Collected data entries
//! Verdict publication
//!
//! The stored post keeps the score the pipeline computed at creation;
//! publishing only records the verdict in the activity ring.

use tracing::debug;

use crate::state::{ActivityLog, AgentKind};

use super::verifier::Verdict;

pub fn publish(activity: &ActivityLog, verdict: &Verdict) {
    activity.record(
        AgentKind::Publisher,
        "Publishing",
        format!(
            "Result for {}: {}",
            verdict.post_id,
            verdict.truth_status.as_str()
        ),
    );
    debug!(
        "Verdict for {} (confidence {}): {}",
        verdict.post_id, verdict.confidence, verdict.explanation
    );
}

- [What to do]: Return the entries exactly through the "pub fn publish(activity: &ActivityLog, verdict: &Verdict)" line.

- [Response area]:
//! Verdict publication
//!
//! The stored post keeps the score the pipeline computed at creation;
//! publishing only records the verdict in the activity ring.

use tracing::debug;

use crate::state::{ActivityLog, AgentKind};

use super::verifier::Verdict;

pub fn publish(activity: &ActivityLog, verdict: &Verdict) {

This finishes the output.